The peroxisome proliferator activated receptor gamma (PPAR gamma) is a ligand-activated transcription factor that regulates growth and differentiation within normal prostate and prostate cancers. However the factors that control PPAR gamma within the prostate cancers have not been characterized. The goal of this study was to examine whether the androgen receptor (AR) regulates PPAR gamma expression and function within human prostate cancer cells. qRT-PCR and Western blot analyses revealed nanomolar concentrations of the AR agonist dihydrotestosterone (DHT) decrease PPAR gamma mRNA and protein within the castration-resistant, AR-positive C4-2 and VCaP human prostate cancer cell lines. The AR antagonists bicalutamide and enzalutamide blocked the ability of DHT to reduce PPAR gamma levels. In addition, siRNA mediated knockdown of AR increased PPAR gamma protein levels and ligand-induced PPAR gamma transcriptional activity within the C4-2 cell line.
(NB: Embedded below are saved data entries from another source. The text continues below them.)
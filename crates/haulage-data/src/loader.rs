//! Resolution pipeline: reads data files, resolves cross-references, builds registry.
//!
//! A data directory holds up to four files, each in RON, JSON or TOML:
//!
//! | Base name   | Required | Contents                         |
//! |-------------|----------|----------------------------------|
//! | `items`     | yes      | [`ItemData`] list                |
//! | `machines`  | yes      | [`MachineData`] list             |
//! | `floorings` | no       | [`FlooringData`] list            |
//! | `config`    | no       | a single [`EngineConfig`] table  |
//!
//! Machines reference items by name; every name must resolve against the
//! items file or loading fails.

use crate::schema::{FlooringData, InputData, ItemData, MachineData, RequirementData};
use haulage_core::config::EngineConfig;
use haulage_core::id::ItemTypeId;
use haulage_core::registry::{
    InputMatch, InputRequirement, ItemDef, MachineDef, OutputRule, Registry, RegistryBuilder,
    RegistryError, RuleOutput,
};
use serde::de::DeserializeOwned;
use std::collections::HashMap;
use std::path::{Path, PathBuf};

// ===========================================================================
// Errors
// ===========================================================================

/// Errors that can occur during data loading.
#[derive(Debug, thiserror::Error)]
pub enum DataLoadError {
    /// A required data file was not found in the given directory.
    #[error("required file '{file}' not found in {dir}")]
    MissingRequired { file: String, dir: PathBuf },

    /// The file has an extension we don't support.
    #[error("unsupported format for file: {file}")]
    UnsupportedFormat { file: PathBuf },

    /// Two files with the same base name but different formats exist.
    #[error("conflicting formats: {a} and {b}")]
    ConflictingFormats { a: PathBuf, b: PathBuf },

    /// A deserialization error occurred.
    #[error("parse error in {file}: {detail}")]
    Parse { file: PathBuf, detail: String },

    /// A name reference could not be resolved.
    #[error("unresolved {expected_kind} reference '{name}' in {file}")]
    UnresolvedRef {
        file: PathBuf,
        name: String,
        expected_kind: &'static str,
    },

    /// A duplicate name was found.
    #[error("duplicate name '{name}' in {file}")]
    DuplicateName { file: PathBuf, name: String },

    /// The resolved definitions were rejected by the registry.
    #[error(transparent)]
    Registry(#[from] RegistryError),

    /// An I/O error occurred.
    #[error(transparent)]
    Io(#[from] std::io::Error),
}

// ===========================================================================
// Format detection
// ===========================================================================

/// Supported data file formats.
#[derive(Debug, Clone, Copy, PartialEq, Eq)]
pub enum Format {
    Ron,
    Toml,
    Json,
}

/// Detect the format of a file based on its extension.
pub fn detect_format(path: &Path) -> Result<Format, DataLoadError> {
    match path.extension().and_then(|e| e.to_str()) {
        Some("ron") => Ok(Format::Ron),
        Some("toml") => Ok(Format::Toml),
        Some("json") => Ok(Format::Json),
        _ => Err(DataLoadError::UnsupportedFormat {
            file: path.to_path_buf(),
        }),
    }
}

// ===========================================================================
// File discovery
// ===========================================================================

/// Scan a directory for a data file with the given base name (without extension).
///
/// Looks for `{base_name}.ron`, `{base_name}.toml`, and `{base_name}.json`.
/// Returns `Ok(None)` if no file is found, or `Err(ConflictingFormats)` if
/// multiple formats exist for the same base name.
pub fn find_data_file(dir: &Path, base_name: &str) -> Result<Option<PathBuf>, DataLoadError> {
    let mut found: Option<PathBuf> = None;

    for ext in ["ron", "toml", "json"] {
        let candidate = dir.join(format!("{base_name}.{ext}"));
        if candidate.exists() {
            if let Some(existing) = found {
                return Err(DataLoadError::ConflictingFormats {
                    a: existing,
                    b: candidate,
                });
            }
            found = Some(candidate);
        }
    }

    Ok(found)
}

/// Like [`find_data_file`], but returns an error if no file is found.
pub fn require_data_file(dir: &Path, base_name: &str) -> Result<PathBuf, DataLoadError> {
    find_data_file(dir, base_name)?.ok_or_else(|| DataLoadError::MissingRequired {
        file: base_name.to_string(),
        dir: dir.to_path_buf(),
    })
}

// ===========================================================================
// Deserialization
// ===========================================================================

fn parse_error(path: &Path, e: impl std::fmt::Display) -> DataLoadError {
    DataLoadError::Parse {
        file: path.to_path_buf(),
        detail: e.to_string(),
    }
}

/// Read a file and deserialize it according to its format (detected from extension).
pub fn deserialize_file<T: DeserializeOwned>(path: &Path) -> Result<T, DataLoadError> {
    let format = detect_format(path)?;
    let content = std::fs::read_to_string(path)?;

    match format {
        Format::Ron => ron::from_str(&content).map_err(|e| parse_error(path, e)),
        Format::Json => serde_json::from_str(&content).map_err(|e| parse_error(path, e)),
        Format::Toml => toml::from_str(&content).map_err(|e| parse_error(path, e)),
    }
}

/// Deserialize a list from a file. For TOML files, extracts the array at the
/// given `toml_key` from a top-level table. For RON and JSON, deserializes
/// directly as `Vec<T>`.
pub fn deserialize_list<T: DeserializeOwned>(
    path: &Path,
    toml_key: &str,
) -> Result<Vec<T>, DataLoadError> {
    if detect_format(path)? != Format::Toml {
        return deserialize_file(path);
    }

    let content = std::fs::read_to_string(path)?;
    let table: toml::Value = toml::from_str(&content).map_err(|e| parse_error(path, e))?;
    let array = table
        .get(toml_key)
        .ok_or_else(|| parse_error(path, format!("missing key '{toml_key}' in TOML file")))?
        .clone();
    array
        .try_into()
        .map_err(|e: toml::de::Error| parse_error(path, e))
}

// ===========================================================================
// Name resolution helpers
// ===========================================================================

/// Look up a name in a map, returning an `UnresolvedRef` error if not found.
pub fn resolve_name<'a, V>(
    map: &'a HashMap<String, V>,
    name: &str,
    file: &Path,
    expected_kind: &'static str,
) -> Result<&'a V, DataLoadError> {
    map.get(name).ok_or_else(|| DataLoadError::UnresolvedRef {
        file: file.to_path_buf(),
        name: name.to_string(),
        expected_kind,
    })
}

/// Check whether a name already exists in a map, returning a `DuplicateName`
/// error if so.
pub fn check_duplicate<V>(
    map: &HashMap<String, V>,
    name: &str,
    file: &Path,
) -> Result<(), DataLoadError> {
    if map.contains_key(name) {
        Err(DataLoadError::DuplicateName {
            file: file.to_path_buf(),
            name: name.to_string(),
        })
    } else {
        Ok(())
    }
}

// ===========================================================================
// Pipeline
// ===========================================================================

/// Everything loaded from one data directory.
#[derive(Debug)]
pub struct GameData {
    pub registry: Registry,
    pub config: EngineConfig,
}

/// Load items, machines, floorings and the engine configuration from `dir`.
pub fn load_game_data(dir: &Path) -> Result<GameData, DataLoadError> {
    let mut builder = RegistryBuilder::new();

    let items_path = require_data_file(dir, "items")?;
    let items: Vec<ItemData> = deserialize_list(&items_path, "items")?;
    let item_ids = register_items(&mut builder, items, &items_path)?;

    if let Some(path) = find_data_file(dir, "floorings")? {
        let floorings: Vec<FlooringData> = deserialize_list(&path, "floorings")?;
        let mut seen = HashMap::new();
        for flooring in floorings {
            check_duplicate(&seen, &flooring.name, &path)?;
            let id = builder.register_flooring(&flooring.name);
            seen.insert(flooring.name, id);
        }
    }

    let machines_path = require_data_file(dir, "machines")?;
    let machines: Vec<MachineData> = deserialize_list(&machines_path, "machines")?;
    let mut machine_ids = HashMap::new();
    for machine in machines {
        check_duplicate(&machine_ids, &machine.name, &machines_path)?;
        let def = resolve_machine(&machine, &item_ids, &machines_path)?;
        let id = builder.register_machine(def);
        machine_ids.insert(machine.name, id);
    }

    let config = match find_data_file(dir, "config")? {
        Some(path) => deserialize_file(&path)?,
        None => EngineConfig::default(),
    };

    Ok(GameData {
        registry: builder.build()?,
        config,
    })
}

fn register_items(
    builder: &mut RegistryBuilder,
    items: Vec<ItemData>,
    file: &Path,
) -> Result<HashMap<String, ItemTypeId>, DataLoadError> {
    let mut ids = HashMap::new();
    for item in items {
        check_duplicate(&ids, &item.name, file)?;
        if item.max_stack == 0 {
            return Err(parse_error(file, format!("item '{}' has a max_stack of 0", item.name)));
        }
        let name = item.name.clone();
        let id = builder.register_item_def(ItemDef {
            name: item.name,
            category: item.category,
            tags: item.tags,
            max_stack: item.max_stack,
        });
        ids.insert(name, id);
    }
    Ok(ids)
}

fn resolve_requirement(
    req: &RequirementData,
    items: &HashMap<String, ItemTypeId>,
    file: &Path,
) -> Result<InputRequirement, DataLoadError> {
    let input = match &req.input {
        InputData::Item(name) => InputMatch::Item(*resolve_name(items, name, file, "item")?),
        InputData::Category(category) => InputMatch::Category(*category),
        InputData::Tag(tag) => InputMatch::Tag(tag.clone()),
    };
    Ok(InputRequirement {
        input,
        quantity: req.quantity,
    })
}

fn resolve_machine(
    machine: &MachineData,
    items: &HashMap<String, ItemTypeId>,
    file: &Path,
) -> Result<MachineDef, DataLoadError> {
    let mut def = MachineDef::new(&machine.name);

    for rule in &machine.rules {
        def.rules.push(OutputRule {
            trigger: resolve_requirement(&rule.trigger, items, file)?,
            output: RuleOutput {
                item: *resolve_name(items, &rule.output, file, "item")?,
                quantity: rule.output_quantity,
                copy_quality: rule.copy_quality,
            },
            minutes: rule.minutes,
        });
    }
    for req in &machine.additional_inputs {
        def.additional_inputs.push(resolve_requirement(req, items, file)?);
    }
    def.custom_fields = machine.custom_fields.clone();
    def.excluded = machine.excluded;
    def.recalculate_on_collect = machine.recalculate_on_collect;
    Ok(def)
}

// ===========================================================================
// Tests
// ===========================================================================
Furthermore, proteasome inhibitors that interfere with AR function increased the level of basal PPAR gamma and prevented the DHT-mediated suppression of PPAR gamma. These data suggest that AR normally functions to suppress PPAR gamma expression within AR-positive prostate cancer cells. To determine whether increases in AR protein would influence PPAR gamma expression and activity, we used lipofectamine-based transfections to overexpress AR within the AR-null PC-3 cells. The addition of AR to PC-3 cells did not significantly alter PPAR gamma protein levels. However, the ability of the PPAR gamma ligand rosiglitazone to induce activation of a PPAR gamma-driven luciferase reporter and induce expression of FABP4 was suppressed in AR-positive PC-3 cells. Together, these data indicate AR serves as a key modulator of PPAR gamma expression and function within prostate tumors. (C) 2016 Wiley Periodicals, Inc.